Among the lines of the records, please find those that contain the word "HashMap" and copy them.

*** Opening of Given data ***

// SPDX-License-Identifier: MPL-2.0
//! Injected inputs for locale resolution.
//!
//! The resolver never touches the environment directly. Production wiring
//! passes a [`SettingsStore`] and [`SystemLocales`]; tests pass a
//! [`MemoryStore`] and [`FixedLocales`].

use std::collections::HashMap;
use std::path::{Path, PathBuf};

use tracing::{debug, warn};

use crate::config::{self, Config, PREFERRED_LANGUAGE_KEY};
use crate::error::Result;
use crate::locale::LocaleTag;

/// Persistent key-value store scoped to the running client.
pub trait PreferenceStore {
    fn get(&self, key: &str) -> Result<Option<String>>;

    fn set(&mut self, key: &str, value: &str) -> Result<()>;

    fn remove(&mut self, key: &str) -> Result<()>;
}

/// Ordered list of locales reported by the host, most preferred first.
pub trait PlatformLocales {
    fn locales(&self) -> Vec<String>;
}

/// Store backed by the `[preferences]` table of `settings.toml`.
///
/// Every call re-reads the file so writes from another process are seen.
#[derive(Debug, Clone)]
pub struct SettingsStore {
    path: PathBuf,
}

impl SettingsStore {
    pub fn at(path: impl Into<PathBuf>) -> Self {
        Self { path: path.into() }
    }

    /// Store at the resolved config directory (see [`crate::app::paths`]).
    ///
    /// Returns `None` when no config directory can be determined.
    pub fn with_override(base_dir: Option<PathBuf>) -> Option<Self> {
        config::config_path_with_override(base_dir).map(Self::at)
    }

    pub fn path(&self) -> &Path {
        &self.path
    }

    fn read(&self) -> Result<Config> {
        if !self.path.exists() {
            return Ok(Config::default());
        }
        config::load_from_path(&self.path)
    }

    /// Current contents for a write; an unreadable file yields defaults and
    /// `true`.
    fn read_for_write(&self) -> (Config, bool) {
        match self.read() {
            Ok(cfg) => (cfg, false),
            Err(err) => {
                warn!("overwriting unreadable {}: {}", self.path.display(), err);
                (Config::default(), true)
            }
        }
    }
}

impl PreferenceStore for SettingsStore {
    fn get(&self, key: &str) -> Result<Option<String>> {
        Ok(self.read()?.preferences.get(key).cloned())
    }

    fn set(&mut self, key: &str, value: &str) -> Result<()> {
        let (mut cfg, _) = self.read_for_write();
        cfg.preferences.insert(key.to_string(), value.to_string());
        config::save_to_path(&cfg, &self.path)
    }

    fn remove(&mut self, key: &str) -> Result<()> {
        if !self.path.exists() {
            return Ok(());
        }
        let (mut cfg, recovered) = self.read_for_write();
        if cfg.preferences.remove(key).is_some() || recovered {
            config::save_to_path(&cfg, &self.path)?;
        }
        Ok(())
    }
}

/// In-memory store.
#[derive(Debug, Clone, Default)]
pub struct MemoryStore {
    entries: HashMap<String, String>,
}

impl MemoryStore {
    pub fn with_entry(key: &str, value: &str) -> Self {
        let mut store = Self::default();
        store.entries.insert(key.to_string(), value.to_string());
        store
    }
}

impl PreferenceStore for MemoryStore {
    fn get(&self, key: &str) -> Result<Option<String>> {
        Ok(self.entries.get(key).cloned())
    }

    fn set(&mut self, key: &str, value: &str) -> Result<()> {
        self.entries.insert(key.to_string(), value.to_string());
        Ok(())
    }

    fn remove(&mut self, key: &str) -> Result<()> {
        self.entries.remove(key);
        Ok(())
    }
}

/// OS preferred languages via `sys-locale`.
#[derive(Debug, Default, Copy, Clone)]
pub struct SystemLocales;

impl PlatformLocales for SystemLocales {
    fn locales(&self) -> Vec<String> {
        let locales: Vec<String> = sys_locale::get_locales().collect();
        debug!("system locales: {:?}", locales);
        locales
    }
}

/// A fixed platform list.
#[derive(Debug, Clone, Default, PartialEq, Eq)]
pub struct FixedLocales(Vec<String>);

impl FixedLocales {
    pub fn new<I, S>(locales: I) -> Self
    where
        I: IntoIterator<Item = S>,
        S: Into<String>,
    {
        Self(locales.into_iter().map(Into::into).collect())
    }

    /// Parses a separator-delimited list such as `"en-GB,pt-BR"`.
    ///
    /// Entries are kept raw; an empty input yields an empty list.
    pub fn parse_list(list: &str) -> Self {
        if list.is_empty() {
            return Self::default();
        }
        Self::new(list.split(config::PLATFORM_LIST_SEPARATOR))
    }
}

impl PlatformLocales for FixedLocales {
    fn locales(&self) -> Vec<String> {
        self.0.clone()
    }
}

/// Persists the user's language choice.
///
/// This is the write side of the preference; resolution only ever reads it.
pub fn set_preferred_language<P>(store: &mut P, locale: &LocaleTag) -> Result<()>
where
    P: PreferenceStore + ?Sized,
{
    debug!("storing preferred language {}", locale);
    store.set(PREFERRED_LANGUAGE_KEY, locale.as_str())
}

/// Forgets the user's language choice so platform detection applies again.
pub fn clear_preferred_language<P>(store: &mut P) -> Result<()>
where
    P: PreferenceStore + ?Sized,
{
    debug!("clearing preferred language");
    store.remove(PREFERRED_LANGUAGE_KEY)
}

*** Close of Given data ***

▸ Response to the exercise
use std::collections::HashMap;
    entries: HashMap<String, String>,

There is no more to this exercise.